The Elder
I have spent nine years or so in the company of an elder tree. It stands just outside our allotment plot, by the fence and spreading over it; you might say it looms there, or lours there. It’s big for an elder, maybe as much as ten metres tall, and old, though not ancient. When we first took on the plot the council had left for us a huge pile of rubbish in the north-east corner; the elder branches extended to and rested on this pile, and so this became one of my first allotment jobs: cut away the elder to reach and clear the rubbish.
I wasn’t unfamiliar with managing elder. Young shoots are in fact easy to deal with: they’re hollow and pithy and snap off readily: no tools needed. But an aged elder is quite different to a young elder. The branches are multitudinous; rubbery and lichen-clad, and seem to spray high into the air, always just out of reach. I recall perching at the top of my old wooden ladder, brandishing a broom, trying to strike the thinner branches from the tree (it didn’t work.) The girthier timber has a tremendous weight to it, and a saw sticks fast as you near the sappy centre. Worst, and most surprising, is the smell produced if you do manage to separate a limb. I don’t think I’ve smelt anything like it - a choking, gassy, chemical release that seems almost to be screaming at you to leave this tree alone. I remember recoiling, pulling my woolly hat off, and covering my face with it while I recovered. Yet bizarrely, I can’t seem to find any corroboration of this smell online. Was my elder particularly, unusually noxious?
Elder is supposed to release arsenic fumes when burnt, and, perhaps relatedly, has a formidable folkloric reputation: a defence against evil if planted outside your home; an invitation to it if brought inside. If one made the mistake of burning it, one would summon the Devil. That odour – both when burnt and when cut - must indeed have made people think that something particularly malevolent was inside the elder, or embodied by it. But though I’m very interested in folklore, I’ll admit to having little patience with recent ideas of ‘folk horror’, or of claims to the perception of the numinous in the every-day. It feels a step removed from any culture that may have truly inhabited such ideas. The world is strange enough: as it is, or as it appears to be. And so while I know that the elder does what it does because it’s evolved to do so, and is taking its advantages in the world (light, nutrients) in the way that it must, that doesn’t mean I don’t feel the force of it as a presence in the world - in the same way that I would, for example, react to a panther suddenly dropping from its branches.
And I certainly do feel something odd about the elder: a kind of repelling force, an anti-magnetism that brings me to a self-conscious, almost respectful quietness when I’m near it. And as the years have passed I’ve felt more and more that that whole corner of the plot is negatively affected: the hedge of hazel and blackthorn we planted along the fence-line took so much longer to establish there, and the nearby raspberry patch only really took off when the rats in the compost bin began excavating the completed compost onto the raspberry bed.

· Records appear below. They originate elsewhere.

/// Graph facade
///
/// A `Graph` bundles the type registry, element store and property store of
/// one graph and exposes the public operations on them. Every operation
/// checks the transaction state of the session that produced the graph:
/// reads need an active transaction, mutations an update transaction.

use crate::element::ElementStore;
use crate::error::{GraphError, GraphResult};
use crate::property::PropertyStore;
use crate::schema::{EdgeType, IndexKind, PropertyType, TypeRegistry};
use crate::storage::{
    GraphHeader, GraphImage, IndexEntry, PropertyBinding, TxControl, IMAGE_FORMAT_VERSION,
};
use crate::traversal::{self, parallel_filter, Direction, ElementSet, PARALLEL_EXPANSION_THRESHOLD};
use crate::types::{
    Edge, EdgeTypeId, ElementId, ElementType, GraphId, NodeTypeId, PropertyTypeId, Value,
    ValueKind,
};
use std::collections::HashMap;
use std::ops::RangeBounds;
use std::sync::Arc;

#[derive(Debug)]
pub struct Graph {
    id: Option<GraphId>,
    control: Arc<TxControl>,
    schema: TypeRegistry,
    elements: ElementStore,
    properties: PropertyStore,
}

A couple of years ago I discovered (or read somewhere: again, there seems to be little verified information) that elders are actually allelopathic: they release chemical toxins via their roots which suppress the growth of plants within their purlieu. If true, this explains the slowness of the hazel and the blackthorn, but also the strange hesitancy of even the brambles beneath its shadow. I had already, I think, semi-consciously noted the effect, and had begun to use the area around the base of the tree to store the seemingly never-ending rubble I dug out of our heavy clay soil. After this was cleared, the elder ground became a wood pile, which grows year by year, and which I hope (I haven’t yet moved anything to check) is becoming a palatial home for beneficial invertebrates.
The elder appears in virtually every photograph I have of the allotment – that same stolid, unwavering shape, humming gently in the image. Perhaps I’m beginning to view the elder as a kind of sentinel of the plot – just like the ancients who planted them around their bothies; a permanent landscape marker becoming untouchable through age and sure familiarity. And left uncut they do make a handsome tree - multi-stemmed with a pinky-brown, ridged and corky bark, flowering with that indescribable sweet smell in mid-summer, and opening to a rounded canopy that seems to simultaneously reach skywards whilst falling close to the ground in one neat arc.

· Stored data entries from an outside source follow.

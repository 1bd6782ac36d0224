//! Movie sample: schema, data, a two-director cast query, then persist and
//! reopen in a read session.
//!
//! Run with `cargo run --example movies`.

use anyhow::{Context, Result};
use rust_property_graph::config::{init_logging, Config};
use rust_property_graph::{intersect, Database, Direction, IndexKind, Value, ValueKind};

fn main() -> Result<()> {
    let mut config = Config::from_env()?;
    init_logging(&config.logging);
    if std::env::var("GRAPH_DB_PATH").is_err() {
        config.database.path = std::env::temp_dir().join("property-graph-movies");
    }
    if config.database.path.exists() {
        std::fs::remove_dir_all(&config.database.path)
            .context("Failed to remove database from a prior run")?;
    }

    let db = Database::open(config.database.clone())?;

    let graph_id = {
        let mut session = db.session();
        session.begin_update()?;
        let mut g = session.new_graph()?;

        // SCHEMA
        let movie_type = g.define_node_type("MOVIE")?;
        let movie_id =
            g.define_property(movie_type, "ID", ValueKind::Long, IndexKind::Unique)?;
        let movie_title =
            g.define_property(movie_type, "TITLE", ValueKind::Text, IndexKind::Indexed)?;
        let movie_year =
            g.define_property(movie_type, "YEAR", ValueKind::Integer, IndexKind::Indexed)?;

        let people_type = g.define_node_type("PEOPLE")?;
        let people_id =
            g.define_property(people_type, "ID", ValueKind::Long, IndexKind::Unique)?;
        let people_name =
            g.define_property(people_type, "NAME", ValueKind::Text, IndexKind::Indexed)?;

        let cast_type = g.define_edge_type("CAST", false, None)?;
        let cast_character =
            g.define_property(cast_type, "CHARACTER", ValueKind::Text, IndexKind::Basic)?;

        let directs_type = g.define_edge_type("DIRECTS", true, Some((people_type, movie_type)))?;

        // DATA
        let mut movie = |id: i64, title: &str, year: i32| -> Result<_> {
            let m = g.new_node(movie_type)?;
            g.set_property(m, movie_id, id)?;
            g.set_property(m, movie_title, title)?;
            g.set_property(m, movie_year, year)?;
            Ok(m)
        };
        let m_lost_in_translation = movie(1, "Lost in Translation", 2003)?;
        let m_vicky_cb = movie(2, "Vicky Cristina Barcelona", 2008)?;
        let m_manhattan = movie(3, "Manhattan", 1979)?;

        let mut person = |id: i64, name: &str| -> Result<_> {
            let p = g.new_node(people_type)?;
            g.set_property(p, people_id, id)?;
            g.set_property(p, people_name, name)?;
            Ok(p)
        };
        let p_scarlett = person(1, "Scarlett Johansson")?;
        let p_bill = person(2, "Bill Murray")?;
        let p_sofia = person(3, "Sofia Coppola")?;
        let p_woody = person(4, "Woody Allen")?;
        let p_penelope = person(5, "Penélope Cruz")?;
        let p_diane = person(6, "Diane Keaton")?;

        for (m, p, character) in [
            (m_lost_in_translation, p_scarlett, "Charlotte"),
            (m_lost_in_translation, p_bill, "Bob Harris"),
            (m_vicky_cb, p_scarlett, "Cristina"),
            (m_vicky_cb, p_penelope, "Maria Elena"),
            (m_manhattan, p_diane, "Mary"),
            (m_manhattan, p_woody, "Isaac"),
        ] {
            let edge = g.new_edge(cast_type, m, p)?;
            g.set_property(edge, cast_character, character)?;
        }

        g.new_edge(directs_type, p_sofia, m_lost_in_translation)?;
        g.new_edge(directs_type, p_woody, m_vicky_cb)?;
        g.new_edge(directs_type, p_woody, m_manhattan)?;

        // QUERIES
        let directed_by_woody = g.neighbors(p_woody, directs_type, Direction::Outgoing)?;
        let cast_directed_by_woody =
            g.neighbors_of_set(&directed_by_woody, cast_type, Direction::Any)?;

        let directed_by_sofia = g.neighbors(p_sofia, directs_type, Direction::Outgoing)?;
        let cast_directed_by_sofia =
            g.neighbors_of_set(&directed_by_sofia, cast_type, Direction::Any)?;

        // People who acted in movies directed by Woody AND in movies directed by Sofia
        let cast_from_both = intersect(&cast_directed_by_woody, &cast_directed_by_sofia);
        for p in cast_from_both.to_sorted_vec() {
            if let Some(name) = g.get_property(p, people_name)?.and_then(Value::as_text) {
                println!("Hello {}", name);
            }
        }

        let id = session.persist(&mut g)?;
        session.commit()?;
        id
    };

    let mut session = db.session();
    session.begin_read()?;
    let g = session.open(graph_id)?;
    let people_type = g.find_node_type("PEOPLE")?;
    let people_name = g.find_property_type(people_type, "NAME")?;
    let woody = g.find_by_indexed(people_name, "Woody Allen")?;
    println!(
        "Reopened graph {}: {} nodes, {} edges, Woody Allen is {:?}",
        graph_id,
        g.node_count()?,
        g.edge_count()?,
        woody.to_sorted_vec()
    );
    session.commit()?;

    Ok(())
}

But I still size it up regularly, wondering if I’m game to tackle it again with the bow saw: what light we would gain! How the raspberries and the cobnuts would thrive! And, of course, the elder would live, and probably thank me for it, shooting up those pithy rods to the height of two metres in a season. Then I remember the sheer weight of the thing, the dull bite of the saw in its creamy flesh - and the smell. And so our sentinel still stands, for now.